### Problem description
Below are lines of data, and only some are wanted. Please repeat exactly those from the line that has "use crate::utils::file::calculate_checksum;" through the line that has "the source document.".

Saved data entries
++++++++++
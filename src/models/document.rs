use serde::{Deserialize, Serialize};

use crate::utils::file::calculate_checksum;

/// A source text before chunking.
#[derive(Debug, Clone, Serialize, Deserialize)]
pub struct Document {
    pub id: String,
    pub source_id: String,
    pub text: String,
    pub checksum: String,
}

/// A window of a document, optionally carrying its embedding.
#[derive(Debug, Clone, PartialEq, Serialize, Deserialize)]
pub struct DocumentChunk {
    pub id: String,
    pub document_id: String,
    pub source_id: String,
    pub text: String,
    /// Character offset of `text` within the source document.
    pub offset: u64,
    pub chunk_index: u32,
    #[serde(default, skip_serializing_if = "Option::is_none")]
    pub embedding: Option<Vec<f32>>,
    #[serde(default, skip_serializing_if = "Option::is_none")]
    pub embedding_model: Option<String>,
}

impl Document {
    pub fn generate_id(source_id: &str) -> String {
        use sha2::{Digest, Sha256};
        let hash = Sha256::digest(source_id.as_bytes());
        hex::encode(&hash[..16])
    }

    pub fn new(source_id: impl Into<String>, text: impl Into<String>) -> Self {
        let source_id = source_id.into();
        let text = text.into();
        Self {
            id: Self::generate_id(&source_id),
            checksum: calculate_checksum(&text),
            source_id,
            text,
        }
    }
}

impl DocumentChunk {
    /// Deterministic id, so re-ingesting a source overwrites its previous chunks.
    pub fn generate_id(document_id: &str, chunk_index: u32) -> String {
        use uuid::Uuid;
        let name = format!("{}:{}", document_id, chunk_index);
        Uuid::new_v5(&Uuid::NAMESPACE_OID, name.as_bytes()).to_string()
    }

    /// Id for a chunk embedded elsewhere, keyed by its source and offset. Uses a
    /// different namespace from [`DocumentChunk::generate_id`] so the two never collide.
    pub fn pre_embedded_id(source_id: &str, offset: u64) -> String {
        use uuid::Uuid;
        let name = format!("{}:{}", source_id, offset);
        Uuid::new_v5(&Uuid::NAMESPACE_URL, name.as_bytes()).to_string()
    }

    pub fn from_document(document: &Document, text: String, offset: u64, chunk_index: u32) -> Self {
        Self {
            id: Self::generate_id(&document.id, chunk_index),
            document_id: document.id.clone(),
            source_id: document.source_id.clone(),
            text,
            offset,
            chunk_index,
            embedding: None,
            embedding_model: None,
        }
    }

    /// A chunk that arrives already embedded, e.g. through the chunk insert API.
    pub fn pre_embedded(
        source_id: impl Into<String>,
        text: impl Into<String>,
        offset: u64,
        embedding: Vec<f32>,
        embedding_model: Option<String>,
    ) -> Self {
        let source_id = source_id.into();
        let document_id = Document::generate_id(&source_id);
        // Informational only; the id comes from the offset.
        let chunk_index = u32::try_from(offset).unwrap_or(u32::MAX);
        Self {
            id: Self::pre_embedded_id(&source_id, offset),
            document_id,
            source_id,
            text: text.into(),
            offset,
            chunk_index,
            embedding: Some(embedding),
            embedding_model,
        }
    }

    #[must_use]
    pub fn with_embedding(mut self, embedding: Vec<f32>, model: &str) -> Self {
        self.embedding = Some(embedding);
        self.embedding_model = Some(model.to_string());
        self
    }

    pub fn char_len(&self) -> usize {
        self.text.chars().count()
    }
}

#[cfg(test)]
mod tests {
    use super::*;

    #[test]
    fn test_document_generate_id() {
        let id = Document::generate_id("policies/refunds.md");
        assert_eq!(id.len(), 32);
        assert_eq!(id, Document::generate_id("policies/refunds.md"));
    }

    #[test]
    fn test_document_new() {
        let doc = Document::new("faq.md", "Refunds are issued within 30 days.");
        assert_eq!(doc.source_id, "faq.md");
        assert_eq!(doc.checksum.len(), 64);
    }

    #[test]
    fn test_chunk_generate_id() {
        let id = DocumentChunk::generate_id("abc123", 5);
        assert_eq!(id.len(), 36);
        assert_eq!(id.chars().filter(|c| *c == '-').count(), 4);
        assert_eq!(id, DocumentChunk::generate_id("abc123", 5));
        assert_ne!(id, DocumentChunk::generate_id("abc123", 6));
    }

    #[test]
    fn test_with_embedding_sets_model() {
        let doc = Document::new("a.txt", "hello");
        let chunk = DocumentChunk::from_document(&doc, "hello".into(), 0, 0)
            .with_embedding(vec![0.1, 0.2], "mini");
        assert_eq!(chunk.embedding.as_deref(), Some(&[0.1, 0.2][..]));
        assert_eq!(chunk.embedding_model.as_deref(), Some("mini"));
        assert_eq!(chunk.char_len(), 5);
    }

    #[test]
    fn test_pre_embedded_ids_are_stable() {
        let a = DocumentChunk::pre_embedded("kb", "text", 40, vec![1.0], None);
        let b = DocumentChunk::pre_embedded("kb", "other text", 40, vec![1.0], None);
        assert_eq!(a.id, b.id);
        assert_eq!(a.document_id, Document::generate_id("kb"));
    }

    #[test]
    fn test_pre_embedded_ids_do_not_collide_with_chunker_ids() {
        let doc = Document::new("kb", "text");
        let chunked = DocumentChunk::from_document(&doc, "text".into(), 0, 3);
        let inserted = DocumentChunk::pre_embedded("kb", "text", 3, vec![1.0], None);
        assert_ne!(chunked.id, inserted.id);

        let far = u64::from(u32::MAX) + 1;
        let a = DocumentChunk::pre_embedded("kb", "a", far, vec![1.0], None);
        let b = DocumentChunk::pre_embedded("kb", "b", far + 1, vec![1.0], None);
        assert_ne!(a.id, b.id);
    }
}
++++++++++
### Exercise answer
use crate::utils::file::calculate_checksum;

/// A source text before chunking.
#[derive(Debug, Clone, Serialize, Deserialize)]
pub struct Document {
    pub id: String,
    pub source_id: String,
    pub text: String,
    pub checksum: String,
}

/// A window of a document, optionally carrying its embedding.
#[derive(Debug, Clone, PartialEq, Serialize, Deserialize)]
pub struct DocumentChunk {
    pub id: String,
    pub document_id: String,
    pub source_id: String,
    pub text: String,
    /// Character offset of `text` within the source document.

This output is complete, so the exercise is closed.